Jack: “Yunus built his empire on hope. You think that still works?”
Jeeny: “Hope’s the only currency that doesn’t depreciate.”
Jack: “Until it runs out.”
Jeeny: “It doesn’t run out. It reinvests itself.”
Host: Jack’s eyes drifted toward the skyline again — toward the glittering chaos of commerce below.
Jack: “You ever notice how the richer the city gets, the more invisible its poor become?”
Jeeny: “That’s why Yunus matters. He reminds us that the system was built by humans — and can be rebuilt by them.”
Jack: “But would they want to?”
Jeeny: “Not all. But enough will. Because conscience, like money, compounds.”
Host: The thunder came closer now, the sound merging with the steady rhythm of rain. Jeeny stood, gathering her papers, her voice steady.
Jeeny: “The concept of business shouldn’t be to make money — it should be to make meaning. If you chase meaning, the money follows. But if you chase only money, meaning leaves.”
Jack: (half-smiling, half-tired) “You sound like someone who still believes in miracles.”
Jeeny: “No. Just math. Compassion has the best long-term returns.”
Host: Jack watched her head toward the door, her silhouette framed by the storm-lit glass. He looked again at the city — its veins of light pulsing like currency.

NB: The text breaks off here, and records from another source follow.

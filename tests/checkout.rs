mod common;

use becathlon::carts::{self, CartOwner};
use becathlon::delivery::{DeliveryStatus, DeliveryTimeline};
use becathlon::error::ShopError;
use becathlon::insertables::NewShippingAddress;
use becathlon::models::{Order, OrderStatus, PaymentStatus};
use becathlon::orders::{self, CheckoutRequest};
use becathlon::schema::{orders as orders_table, products};
use chrono::{Duration, Utc};
use common::price;
use diesel::prelude::*;

fn request() -> CheckoutRequest {
    CheckoutRequest {
        address: NewShippingAddress {
            user_id: None,
            full_name: "John Doe".into(),
            phone_number: "+62123456789".into(),
            address_line1: "123 Main St".into(),
            address_line2: String::new(),
            city: "Jakarta".into(),
            state: "DKI Jakarta".into(),
            postal_code: "12345".into(),
            country: "Indonesia".into(),
        },
        payment_method: Some("CREDIT_CARD".into()),
    }
}

#[test]
fn checkout_decrements_stock_and_keeps_price_snapshot() {
    let Some(mut conn) = common::connection() else { return };
    let conn = &mut conn;
    let buyer = common::user(conn, "checkout_buyer");
    let kind = common::product_type(conn, "Checkout Running");
    let shoes = common::product(conn, &kind, &buyer, "Road Shoe", price(9999), 10);
    let socks = common::product(conn, &kind, &buyer, "Socks", price(5000), 5);
    let owner = CartOwner::User(buyer.id);
    carts::add_item(conn, &owner, shoes.id, 2).unwrap();
    carts::add_item(conn, &owner, socks.id, 1).unwrap();

    let timeline = DeliveryTimeline::default();
    let detail = orders::checkout(conn, buyer.id, request(), &timeline).unwrap();

    assert_eq!(detail.order.total_price, price(24998));
    assert_eq!(detail.order.status, OrderStatus::Paid.as_str());
    assert!(detail.order.delivery_started_at.is_some());
    assert_eq!(detail.delivery.delivery_status, DeliveryStatus::Processing);
    let payment = detail.payment.as_ref().expect("payment recorded");
    assert_eq!(payment.status, PaymentStatus::Success.as_str());
    assert_eq!(payment.amount, detail.order.total_price);
    assert!(payment.transaction_id.starts_with("TXN-"));
    assert_eq!(detail.shipping_address.as_ref().unwrap().city, "Jakarta");

    assert_eq!(common::stock_of(conn, shoes.id), 8);
    assert_eq!(common::stock_of(conn, socks.id), 4);
    assert_eq!(carts::find_cart(conn, &owner).unwrap(), None);

    // Repricing the catalog leaves the placed order untouched.
    diesel::update(products::table.find(shoes.id))
        .set(products::price.eq(price(15000)))
        .execute(conn)
        .unwrap();
    let again = orders::order_detail(conn, buyer.id, detail.order.id, &timeline, Utc::now()).unwrap();
    assert_eq!(again.order.total_price, price(24998));
    let shoe_line = again.items.iter().find(|l| l.product_id == shoes.id).unwrap();
    assert_eq!(shoe_line.price, price(9999));
    assert_eq!(shoe_line.subtotal, price(19998));
}

#[test]
fn insufficient_stock_rolls_back_every_line() {
    let Some(mut conn) = common::connection() else { return };
    let conn = &mut conn;
    let buyer = common::user(conn, "short_stock_buyer");
    let kind = common::product_type(conn, "Checkout Cycling");
    let helmet = common::product(conn, &kind, &buyer, "Helmet", price(49900), 10);
    let bottle = common::product(conn, &kind, &buyer, "Bottle", price(5900), 5);
    let owner = CartOwner::User(buyer.id);
    carts::add_item(conn, &owner, helmet.id, 2).unwrap();
    carts::add_item(conn, &owner, bottle.id, 5).unwrap();
    // Someone else bought most of the bottles after they were carted.
    diesel::update(products::table.find(bottle.id))
        .set(products::stock.eq(1))
        .execute(conn)
        .unwrap();

    let err = orders::checkout(conn, buyer.id, request(), &DeliveryTimeline::default()).unwrap_err();
    match err {
        ShopError::InsufficientStock { product, available } => {
            assert_eq!(product, "Bottle");
            assert_eq!(available, 1);
        }
        other => panic!("expected InsufficientStock, got {other:?}"),
    }

    assert_eq!(common::stock_of(conn, helmet.id), 10);
    assert_eq!(common::stock_of(conn, bottle.id), 1);
    let placed: Vec<Order> = orders_table::table
        .filter(orders_table::user_id.eq(buyer.id))
        .select(Order::as_select())
        .load(conn)
        .unwrap();
    assert!(placed.is_empty());
    let cart = carts::get_summary(conn, &owner).unwrap();
    assert_eq!(cart.item_count, 2);
}

#[test]
fn empty_cart_cannot_check_out() {
    let Some(mut conn) = common::connection() else { return };
    let conn = &mut conn;
    let buyer = common::user(conn, "empty_cart_buyer");
    let err = orders::checkout(conn, buyer.id, request(), &DeliveryTimeline::default()).unwrap_err();
    assert_eq!(err.to_string(), "Your cart is empty.");
}

#[test]
fn orders_of_other_users_are_not_found() {
    let Some(mut conn) = common::connection() else { return };
    let conn = &mut conn;
    let buyer = common::user(conn, "owner_buyer");
    let stranger = common::user(conn, "nosy_stranger");
    let kind = common::product_type(conn, "Checkout Swimming");
    let goggles = common::product(conn, &kind, &buyer, "Goggles", price(9900), 3);
    carts::add_item(conn, &CartOwner::User(buyer.id), goggles.id, 1).unwrap();
    let timeline = DeliveryTimeline::default();
    let detail = orders::checkout(conn, buyer.id, request(), &timeline).unwrap();

    let err = orders::order_detail(conn, stranger.id, detail.order.id, &timeline, Utc::now()).unwrap_err();
    assert!(matches!(err, ShopError::NotFound("Order")));

    let later = Utc::now() + Duration::seconds(121);
    let status = orders::delivery_status(conn, buyer.id, detail.order.id, &timeline, later).unwrap();
    assert!(status.is_delivered);
    assert_eq!(status.progress, 100);

    let history = orders::list_orders(conn, buyer.id, &timeline, Utc::now()).unwrap();
    assert_eq!(history.len(), 1);
    assert_eq!(history[0].total_items, 1);
}
//! App state for handler tests. The pool is never connected, so only paths
//! that answer before touching the database can be exercised here.

use std::sync::Arc;
use std::time::Duration;

use actix_web::web;
use becathlon::config::Settings;
use becathlon::db::DbPool;
use becathlon::delivery::DeliveryTimeline;
use becathlon::session::{MemorySessionStore, SessionStore};
use diesel::pg::PgConnection;
use diesel::r2d2;

pub fn state() -> (web::Data<DbPool>, web::Data<dyn SessionStore>, web::Data<Settings>) {
    let manager = r2d2::ConnectionManager::<PgConnection>::new("postgres://localhost:1/unused");
    let pool = r2d2::Pool::builder()
        .connection_timeout(Duration::from_millis(200))
        .build_unchecked(manager);
    let store: Arc<dyn SessionStore> = Arc::new(MemorySessionStore::new(Duration::from_secs(60)));
    let settings = Settings {
        database_url: "postgres://localhost:1/unused".to_owned(),
        redis_url: None,
        host: "127.0.0.1".to_owned(),
        port: 0,
        db_pool_size: 1,
        session_ttl: Duration::from_secs(60),
        delivery: DeliveryTimeline::default(),
    };
    (
        web::Data::new(pool),
        web::Data::from(store),
        web::Data::new(settings),
    )
}
//! Checkout and order history.
//!
//! [`create_order_from_cart`] is the only place stock is decremented. It locks
//! the affected product rows (`SELECT ... FOR UPDATE`, in id order so two
//! checkouts cannot deadlock), checks every line before writing anything and
//! copies each product's current price onto the order line.

use std::collections::HashMap;

use chrono::{DateTime, Utc};
use diesel::pg::PgConnection;
use diesel::prelude::*;
use rust_decimal::Decimal;
use serde::{Deserialize, Serialize};
use uuid::Uuid;

use crate::carts::cart_items_of;
use crate::delivery::{DeliveryProgress, DeliveryTimeline};
use crate::error::ShopError;
use crate::insertables::{NewOrder, NewOrderItem, NewPayment, NewShippingAddress};
use crate::models::{
    Cart, CartItem, Order, OrderItem, OrderStatus, Payment, PaymentMethod, PaymentStatus, Product,
    ShippingAddress,
};
use crate::schema::{carts, order_items, orders, payments, products, shipping_addresses};

#[derive(Deserialize, Debug, Clone, Default)]
pub struct CheckoutRequest {
    #[serde(flatten)]
    pub address: NewShippingAddress,
    #[serde(default)]
    pub payment_method: Option<String>,
}

pub fn validate_address(address: &NewShippingAddress) -> Result<(), ShopError> {
    let required = [
        ("full_name", &address.full_name),
        ("phone_number", &address.phone_number),
        ("address_line1", &address.address_line1),
        ("city", &address.city),
        ("postal_code", &address.postal_code),
    ];
    let missing: Vec<&str> = required
        .iter()
        .filter(|(_, value)| value.trim().is_empty())
        .map(|(name, _)| *name)
        .collect();
    if !missing.is_empty() {
        return Err(ShopError::validation(format!(
            "Missing required fields: {}.",
            missing.join(", ")
        )));
    }

    let limits = [
        ("full_name", &address.full_name, 100),
        ("phone_number", &address.phone_number, 20),
        ("address_line1", &address.address_line1, 255),
        ("address_line2", &address.address_line2, 255),
        ("city", &address.city, 100),
        ("state", &address.state, 100),
        ("postal_code", &address.postal_code, 20),
        ("country", &address.country, 100),
    ];
    if let Some((name, _, max)) = limits
        .iter()
        .find(|(_, value, max)| value.chars().count() > *max)
    {
        return Err(ShopError::validation(format!(
            "{name} must be at most {max} characters."
        )));
    }
    Ok(())
}

pub fn parse_payment_method(raw: Option<&str>) -> Result<PaymentMethod, ShopError> {
    match raw.map(str::trim).filter(|s| !s.is_empty()) {
        None => Ok(PaymentMethod::CreditCard),
        Some(raw) => raw
            .parse()
            .map_err(|_| ShopError::validation("Invalid payment method.")),
    }
}

#[derive(Debug, Clone, PartialEq)]
pub struct PlannedLine {
    pub product_id: i32,
    pub quantity: i32,
    /// Unit price snapshot.
    pub price: Decimal,
    pub subtotal: Decimal,
}

#[derive(Debug, Clone, PartialEq)]
pub struct OrderPlan {
    pub lines: Vec<PlannedLine>,
    pub total: Decimal,
}

/// Checks stock for every cart line against the (locked) product rows and
/// prices the order. Nothing is written; any shortage rejects the whole cart.
pub fn plan_order(lines: &[(CartItem, Product)]) -> Result<OrderPlan, ShopError> {
    if lines.is_empty() {
        return Err(ShopError::EmptyCart);
    }
    let mut planned = Vec::with_capacity(lines.len());
    for (item, product) in lines {
        if product.stock < item.quantity {
            tracing::warn!(
                product_id = product.id,
                requested = item.quantity,
                available = product.stock,
                "insufficient stock at checkout"
            );
            return Err(ShopError::InsufficientStock {
                product: product.name.clone(),
                available: product.stock,
            });
        }
        planned.push(PlannedLine {
            product_id: product.id,
            quantity: item.quantity,
            price: product.price,
            subtotal: product.price * Decimal::from(item.quantity),
        });
    }
    let total = planned.iter().map(|line| line.subtotal).sum();
    Ok(OrderPlan {
        lines: planned,
        total,
    })
}

/// Locks the cart row so one cart converts into at most one order. A cart
/// deleted by a concurrent checkout is gone once the lock is granted.
fn lock_cart(conn: &mut PgConnection, cart_id: i32) -> QueryResult<Option<Cart>> {
    carts::table
        .find(cart_id)
        .select(Cart::as_select())
        .for_update()
        .first(conn)
        .optional()
}

fn lock_user_cart(conn: &mut PgConnection, user_id: i32) -> QueryResult<Option<Cart>> {
    carts::table
        .filter(carts::user_id.eq(user_id))
        .select(Cart::as_select())
        .for_update()
        .first(conn)
        .optional()
}

fn lock_products(conn: &mut PgConnection, product_ids: &[i32]) -> QueryResult<Vec<Product>> {
    products::table
        .filter(products::id.eq_any(product_ids))
        .order(products::id.asc())
        .select(Product::as_select())
        .for_update()
        .load(conn)
}

/// Turns `cart` into a `PENDING` order and deletes the cart. Runs in its own
/// transaction (a savepoint when the caller already holds one).
pub fn create_order_from_cart(
    conn: &mut PgConnection,
    cart: &Cart,
    shipping_address_id: Option<i32>,
) -> Result<(Order, Vec<OrderItem>), ShopError> {
    conn.transaction(|conn| {
        let cart = lock_cart(conn, cart.id)?.ok_or(ShopError::EmptyCart)?;
        let items = cart_items_of(conn, cart.id)?;
        if items.is_empty() {
            return Err(ShopError::EmptyCart);
        }

        let mut product_ids: Vec<i32> = items.iter().map(|item| item.product_id).collect();
        product_ids.sort_unstable();
        product_ids.dedup();
        let mut locked: HashMap<i32, Product> = lock_products(conn, &product_ids)?
            .into_iter()
            .map(|product| (product.id, product))
            .collect();

        let mut lines = Vec::with_capacity(items.len());
        for item in items {
            let product = locked
                .remove(&item.product_id)
                .ok_or(ShopError::NotFound("Product"))?;
            lines.push((item, product));
        }
        let plan = plan_order(&lines)?;

        let now = Utc::now();
        for line in &plan.lines {
            diesel::update(products::table.find(line.product_id))
                .set((
                    products::stock.eq(products::stock - line.quantity),
                    products::updated_at.eq(now),
                ))
                .execute(conn)?;
        }

        let order: Order = diesel::insert_into(orders::table)
            .values(&NewOrder {
                user_id: cart.user_id,
                shipping_address_id,
                status: OrderStatus::Pending.as_str(),
                total_price: plan.total,
                delivery_started_at: None,
            })
            .returning(Order::as_returning())
            .get_result(conn)?;

        let new_items: Vec<NewOrderItem> = plan
            .lines
            .iter()
            .map(|line| NewOrderItem {
                order_id: order.id,
                product_id: line.product_id,
                quantity: line.quantity,
                price: line.price,
                subtotal: line.subtotal,
            })
            .collect();
        let created_items: Vec<OrderItem> = diesel::insert_into(order_items::table)
            .values(&new_items)
            .returning(OrderItem::as_returning())
            .get_results(conn)?;

        let deleted = diesel::delete(carts::table.find(cart.id)).execute(conn)?;
        if deleted != 1 {
            return Err(ShopError::EmptyCart);
        }

        Ok((order, created_items))
    })
}

/// Marks the order paid and starts its delivery clock.
pub fn start_delivery_tracking(
    conn: &mut PgConnection,
    order_id: i32,
    now: DateTime<Utc>,
) -> QueryResult<Order> {
    diesel::update(orders::table.find(order_id))
        .set((
            orders::status.eq(OrderStatus::Paid.as_str()),
            orders::delivery_started_at.eq(Some(now)),
            orders::updated_at.eq(now),
        ))
        .returning(Order::as_returning())
        .get_result(conn)
}

fn transaction_id() -> String {
    format!("TXN-{}", Uuid::new_v4().simple().to_string().to_uppercase())
}

/// Full checkout for a logged-in user: address, order, mock payment and
/// delivery tracking, all or nothing.
pub fn checkout(
    conn: &mut PgConnection,
    user_id: i32,
    request: CheckoutRequest,
    timeline: &DeliveryTimeline,
) -> Result<OrderDetail, ShopError> {
    validate_address(&request.address)?;
    let method = parse_payment_method(request.payment_method.as_deref())?;

    let order_id = conn.transaction(|conn| {
        let cart = lock_user_cart(conn, user_id)?.ok_or(ShopError::EmptyCart)?;

        let address: ShippingAddress = diesel::insert_into(shipping_addresses::table)
            .values(&NewShippingAddress {
                user_id: Some(user_id),
                ..request.address
            })
            .returning(ShippingAddress::as_returning())
            .get_result(conn)?;

        let (order, _) = create_order_from_cart(conn, &cart, Some(address.id))?;

        let now = Utc::now();
        diesel::insert_into(payments::table)
            .values(&NewPayment {
                order_id: order.id,
                method: method.as_str(),
                status: PaymentStatus::Success.as_str(),
                transaction_id: transaction_id(),
                amount: order.total_price,
                paid_at: Some(now),
            })
            .execute(conn)?;
        let order = start_delivery_tracking(conn, order.id, now)?;

        tracing::info!(
            order_id = order.id,
            user_id,
            total = %order.total_price,
            payment_method = method.as_str(),
            "order created"
        );
        Ok::<_, ShopError>(order.id)
    })?;

    order_detail(conn, user_id, order_id, timeline, Utc::now())
}

#[derive(Serialize, Debug, Clone)]
pub struct OrderSummary {
    #[serde(flatten)]
    pub order: Order,
    pub total_items: i64,
    pub item_count: usize,
    pub delivery: DeliveryProgress,
}

#[derive(Serialize, Debug, Clone)]
pub struct OrderLine {
    pub id: i32,
    pub product_id: i32,
    pub product_name: String,
    pub quantity: i32,
    pub price: Decimal,
    pub subtotal: Decimal,
}

#[derive(Serialize, Debug, Clone)]
pub struct OrderDetail {
    #[serde(flatten)]
    pub order: Order,
    pub items: Vec<OrderLine>,
    pub total_items: i64,
    pub shipping_address: Option<ShippingAddress>,
    pub payment: Option<Payment>,
    pub delivery: DeliveryProgress,
}

pub fn list_orders(
    conn: &mut PgConnection,
    user_id: i32,
    timeline: &DeliveryTimeline,
    now: DateTime<Utc>,
) -> Result<Vec<OrderSummary>, ShopError> {
    let user_orders = orders::table
        .filter(orders::user_id.eq(user_id))
        .order((orders::created_at.desc(), orders::id.desc()))
        .select(Order::as_select())
        .load(conn)?;
    let items = OrderItem::belonging_to(&user_orders)
        .select(OrderItem::as_select())
        .load(conn)?;

    let summaries = items
        .grouped_by(&user_orders)
        .into_iter()
        .zip(user_orders)
        .map(|(items, order)| OrderSummary {
            total_items: items.iter().map(|i| i64::from(i.quantity)).sum(),
            item_count: items.len(),
            delivery: timeline.progress(order.delivery_started_at, now),
            order,
        })
        .collect();
    Ok(summaries)
}

fn owned_order(conn: &mut PgConnection, user_id: i32, order_id: i32) -> Result<Order, ShopError> {
    orders::table
        .find(order_id)
        .filter(orders::user_id.eq(user_id))
        .select(Order::as_select())
        .first(conn)
        .optional()?
        .ok_or(ShopError::NotFound("Order"))
}

pub fn order_detail(
    conn: &mut PgConnection,
    user_id: i32,
    order_id: i32,
    timeline: &DeliveryTimeline,
    now: DateTime<Utc>,
) -> Result<OrderDetail, ShopError> {
    let order = owned_order(conn, user_id, order_id)?;

    let lines: Vec<(OrderItem, String)> = order_items::table
        .inner_join(products::table)
        .filter(order_items::order_id.eq(order.id))
        .order(order_items::id.asc())
        .select((OrderItem::as_select(), products::name))
        .load(conn)?;
    let items: Vec<OrderLine> = lines
        .into_iter()
        .map(|(item, product_name)| OrderLine {
            id: item.id,
            product_id: item.product_id,
            product_name,
            quantity: item.quantity,
            price: item.price,
            subtotal: item.subtotal,
        })
        .collect();

    let shipping_address = match order.shipping_address_id {
        Some(address_id) => shipping_addresses::table
            .find(address_id)
            .select(ShippingAddress::as_select())
            .first(conn)
            .optional()?,
        None => None,
    };
    let payment = Payment::belonging_to(&order)
        .select(Payment::as_select())
        .first(conn)
        .optional()?;

    Ok(OrderDetail {
        total_items: items.iter().map(|i| i64::from(i.quantity)).sum(),
        items,
        shipping_address,
        payment,
        delivery: timeline.progress(order.delivery_started_at, now),
        order,
    })
}

pub fn delivery_status(
    conn: &mut PgConnection,
    user_id: i32,
    order_id: i32,
    timeline: &DeliveryTimeline,
    now: DateTime<Utc>,
) -> Result<DeliveryProgress, ShopError> {
    let order = owned_order(conn, user_id, order_id)?;
    Ok(timeline.progress(order.delivery_started_at, now))
}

And then he whispered — not to her, but to the empty room that had heard too many negotiations and too few truths:
Jack: “Maybe history remembers the ones who changed what business meant, not just what it made.”
Host: The camera pulled back, the storm reflected in the glass — the city glowing, trembling, alive.
And through the echo of thunder and traffic, Muhammad Yunus’s words resounded like prophecy — clear, quiet, undeniable:
“When profit forgets people, progress forgets purpose.”
Host: The lights dimmed. The skyline burned on — a reminder, and a question.